- Opening Delimiter -

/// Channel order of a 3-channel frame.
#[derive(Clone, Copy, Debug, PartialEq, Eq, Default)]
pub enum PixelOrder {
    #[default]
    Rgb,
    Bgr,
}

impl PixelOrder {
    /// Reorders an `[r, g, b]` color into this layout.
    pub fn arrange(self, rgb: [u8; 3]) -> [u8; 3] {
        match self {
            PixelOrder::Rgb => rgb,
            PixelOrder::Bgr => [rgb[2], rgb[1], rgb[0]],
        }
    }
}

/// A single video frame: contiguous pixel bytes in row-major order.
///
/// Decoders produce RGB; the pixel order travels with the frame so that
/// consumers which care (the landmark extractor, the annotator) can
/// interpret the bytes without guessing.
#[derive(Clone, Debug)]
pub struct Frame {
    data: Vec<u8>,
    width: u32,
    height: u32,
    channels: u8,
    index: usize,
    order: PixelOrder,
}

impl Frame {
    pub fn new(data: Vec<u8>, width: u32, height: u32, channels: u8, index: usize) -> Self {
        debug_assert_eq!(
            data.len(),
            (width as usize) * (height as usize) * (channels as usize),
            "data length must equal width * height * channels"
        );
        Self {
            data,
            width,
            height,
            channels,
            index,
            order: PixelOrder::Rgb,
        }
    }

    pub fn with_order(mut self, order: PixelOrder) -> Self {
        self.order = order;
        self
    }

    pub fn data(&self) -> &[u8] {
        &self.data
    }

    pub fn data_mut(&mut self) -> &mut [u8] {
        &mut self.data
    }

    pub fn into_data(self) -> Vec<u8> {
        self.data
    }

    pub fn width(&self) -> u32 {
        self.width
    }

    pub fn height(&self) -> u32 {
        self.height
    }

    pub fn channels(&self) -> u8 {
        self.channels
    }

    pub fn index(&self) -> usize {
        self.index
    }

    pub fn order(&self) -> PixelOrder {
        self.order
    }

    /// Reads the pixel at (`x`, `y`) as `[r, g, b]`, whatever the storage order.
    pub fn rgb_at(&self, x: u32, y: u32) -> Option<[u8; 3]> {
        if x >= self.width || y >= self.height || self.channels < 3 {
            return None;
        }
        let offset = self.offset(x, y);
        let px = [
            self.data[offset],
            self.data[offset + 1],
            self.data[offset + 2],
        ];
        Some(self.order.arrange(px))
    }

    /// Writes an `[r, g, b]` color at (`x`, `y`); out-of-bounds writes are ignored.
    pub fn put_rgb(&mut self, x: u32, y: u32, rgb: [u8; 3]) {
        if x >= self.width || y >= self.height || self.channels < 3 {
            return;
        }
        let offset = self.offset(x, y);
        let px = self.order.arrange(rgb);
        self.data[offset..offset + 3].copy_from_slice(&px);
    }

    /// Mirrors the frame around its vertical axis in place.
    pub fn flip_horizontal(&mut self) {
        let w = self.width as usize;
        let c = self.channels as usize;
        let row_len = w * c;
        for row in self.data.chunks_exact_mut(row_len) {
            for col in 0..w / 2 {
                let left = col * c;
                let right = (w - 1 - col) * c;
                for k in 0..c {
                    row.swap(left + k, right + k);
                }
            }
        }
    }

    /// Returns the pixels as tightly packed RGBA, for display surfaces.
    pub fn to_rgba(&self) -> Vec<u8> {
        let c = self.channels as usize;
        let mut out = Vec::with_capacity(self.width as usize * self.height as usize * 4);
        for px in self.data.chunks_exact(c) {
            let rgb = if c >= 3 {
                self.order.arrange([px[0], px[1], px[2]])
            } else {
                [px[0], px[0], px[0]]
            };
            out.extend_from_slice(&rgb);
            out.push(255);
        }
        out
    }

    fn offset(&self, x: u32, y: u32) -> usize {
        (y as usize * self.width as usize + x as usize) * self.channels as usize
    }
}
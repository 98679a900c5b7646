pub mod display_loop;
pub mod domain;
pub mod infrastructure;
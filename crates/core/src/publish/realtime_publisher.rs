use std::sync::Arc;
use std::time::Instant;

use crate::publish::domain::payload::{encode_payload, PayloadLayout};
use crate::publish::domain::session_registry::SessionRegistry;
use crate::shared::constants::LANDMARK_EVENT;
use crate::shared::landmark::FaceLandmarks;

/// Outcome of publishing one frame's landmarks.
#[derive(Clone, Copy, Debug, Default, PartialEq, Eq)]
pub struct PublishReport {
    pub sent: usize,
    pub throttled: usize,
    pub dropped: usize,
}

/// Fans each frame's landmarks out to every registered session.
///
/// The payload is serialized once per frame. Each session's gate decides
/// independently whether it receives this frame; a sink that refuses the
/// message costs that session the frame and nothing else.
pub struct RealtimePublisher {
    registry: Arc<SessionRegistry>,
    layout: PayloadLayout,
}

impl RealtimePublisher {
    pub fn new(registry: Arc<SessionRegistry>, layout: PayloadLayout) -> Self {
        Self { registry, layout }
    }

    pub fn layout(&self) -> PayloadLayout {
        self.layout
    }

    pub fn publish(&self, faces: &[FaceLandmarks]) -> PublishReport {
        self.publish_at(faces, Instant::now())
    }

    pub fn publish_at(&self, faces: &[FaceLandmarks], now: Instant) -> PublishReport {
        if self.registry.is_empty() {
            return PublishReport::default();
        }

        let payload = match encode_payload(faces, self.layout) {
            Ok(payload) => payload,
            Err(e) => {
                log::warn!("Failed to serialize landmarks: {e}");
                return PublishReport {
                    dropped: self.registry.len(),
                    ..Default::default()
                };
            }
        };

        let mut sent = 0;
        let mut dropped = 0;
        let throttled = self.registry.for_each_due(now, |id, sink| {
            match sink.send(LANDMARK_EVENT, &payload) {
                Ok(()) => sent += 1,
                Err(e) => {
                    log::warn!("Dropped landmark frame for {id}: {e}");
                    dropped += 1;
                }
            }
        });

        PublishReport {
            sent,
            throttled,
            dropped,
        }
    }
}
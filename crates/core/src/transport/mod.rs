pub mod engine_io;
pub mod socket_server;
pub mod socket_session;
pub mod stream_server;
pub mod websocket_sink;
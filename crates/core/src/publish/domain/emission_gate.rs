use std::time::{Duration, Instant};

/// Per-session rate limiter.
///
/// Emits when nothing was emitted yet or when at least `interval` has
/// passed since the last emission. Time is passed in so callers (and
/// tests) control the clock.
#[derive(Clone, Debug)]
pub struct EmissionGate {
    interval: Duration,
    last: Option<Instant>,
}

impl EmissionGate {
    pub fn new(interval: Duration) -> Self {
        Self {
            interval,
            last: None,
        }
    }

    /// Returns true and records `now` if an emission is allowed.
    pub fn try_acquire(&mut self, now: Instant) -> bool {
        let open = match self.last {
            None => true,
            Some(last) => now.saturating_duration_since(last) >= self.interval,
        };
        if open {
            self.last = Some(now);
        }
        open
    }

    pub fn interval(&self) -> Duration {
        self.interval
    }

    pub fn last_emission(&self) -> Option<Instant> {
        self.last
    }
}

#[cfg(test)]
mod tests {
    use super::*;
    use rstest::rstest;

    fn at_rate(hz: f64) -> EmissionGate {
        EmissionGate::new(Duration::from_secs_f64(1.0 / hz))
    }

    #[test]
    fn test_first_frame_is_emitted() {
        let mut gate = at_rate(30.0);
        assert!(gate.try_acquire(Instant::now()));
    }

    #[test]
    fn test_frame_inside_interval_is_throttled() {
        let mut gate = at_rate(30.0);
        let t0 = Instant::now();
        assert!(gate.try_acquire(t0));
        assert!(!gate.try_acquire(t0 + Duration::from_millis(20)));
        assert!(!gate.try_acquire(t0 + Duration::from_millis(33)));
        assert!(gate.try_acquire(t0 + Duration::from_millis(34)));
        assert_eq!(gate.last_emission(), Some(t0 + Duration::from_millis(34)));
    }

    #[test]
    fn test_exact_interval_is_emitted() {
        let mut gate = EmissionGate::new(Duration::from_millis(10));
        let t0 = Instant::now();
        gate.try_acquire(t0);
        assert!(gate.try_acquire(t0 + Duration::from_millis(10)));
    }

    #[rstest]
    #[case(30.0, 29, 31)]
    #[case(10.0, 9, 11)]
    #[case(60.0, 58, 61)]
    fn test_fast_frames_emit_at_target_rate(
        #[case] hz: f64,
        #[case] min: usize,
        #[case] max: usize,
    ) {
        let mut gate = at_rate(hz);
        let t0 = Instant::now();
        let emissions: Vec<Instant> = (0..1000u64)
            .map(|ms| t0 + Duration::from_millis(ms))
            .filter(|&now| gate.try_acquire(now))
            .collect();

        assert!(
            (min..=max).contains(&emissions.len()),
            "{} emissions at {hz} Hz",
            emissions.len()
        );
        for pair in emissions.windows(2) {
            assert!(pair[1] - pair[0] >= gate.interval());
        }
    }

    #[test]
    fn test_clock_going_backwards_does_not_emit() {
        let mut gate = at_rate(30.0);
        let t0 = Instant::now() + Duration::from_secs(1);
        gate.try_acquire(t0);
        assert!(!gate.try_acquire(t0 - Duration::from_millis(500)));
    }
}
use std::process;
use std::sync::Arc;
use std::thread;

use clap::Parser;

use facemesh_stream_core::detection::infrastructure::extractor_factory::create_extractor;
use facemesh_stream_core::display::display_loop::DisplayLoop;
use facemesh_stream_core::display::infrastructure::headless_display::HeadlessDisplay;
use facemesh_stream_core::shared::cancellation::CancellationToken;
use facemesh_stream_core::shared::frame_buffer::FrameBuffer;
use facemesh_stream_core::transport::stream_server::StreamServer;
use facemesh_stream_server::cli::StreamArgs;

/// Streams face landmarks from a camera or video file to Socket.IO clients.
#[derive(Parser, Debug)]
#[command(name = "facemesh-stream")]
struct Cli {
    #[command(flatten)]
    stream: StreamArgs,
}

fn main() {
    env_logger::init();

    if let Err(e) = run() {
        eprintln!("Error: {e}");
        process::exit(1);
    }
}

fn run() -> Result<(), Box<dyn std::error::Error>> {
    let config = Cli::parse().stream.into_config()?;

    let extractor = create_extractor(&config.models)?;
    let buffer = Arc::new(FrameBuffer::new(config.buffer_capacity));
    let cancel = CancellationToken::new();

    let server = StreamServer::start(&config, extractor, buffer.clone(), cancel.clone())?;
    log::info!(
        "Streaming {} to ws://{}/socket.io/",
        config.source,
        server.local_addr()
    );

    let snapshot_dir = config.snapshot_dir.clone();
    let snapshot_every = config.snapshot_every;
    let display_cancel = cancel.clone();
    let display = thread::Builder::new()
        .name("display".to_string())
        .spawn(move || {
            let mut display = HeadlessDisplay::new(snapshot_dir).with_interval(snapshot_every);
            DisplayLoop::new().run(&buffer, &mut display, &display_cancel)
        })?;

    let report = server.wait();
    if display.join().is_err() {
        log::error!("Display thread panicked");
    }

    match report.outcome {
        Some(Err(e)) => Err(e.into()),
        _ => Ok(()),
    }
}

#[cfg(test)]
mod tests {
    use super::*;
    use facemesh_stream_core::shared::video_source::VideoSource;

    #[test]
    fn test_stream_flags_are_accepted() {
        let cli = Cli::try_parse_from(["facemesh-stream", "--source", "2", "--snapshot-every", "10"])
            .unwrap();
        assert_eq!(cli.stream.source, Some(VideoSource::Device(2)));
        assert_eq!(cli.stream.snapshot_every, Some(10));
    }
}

- Closing Delimiter -

* [Goal of the exercise]: Search the entries for the string "nothing" and copy each line where it occurs.

* [Output of the exercise]:
/// message costs that session the frame and nothing else.
/// Emits when nothing was emitted yet or when at least `interval` has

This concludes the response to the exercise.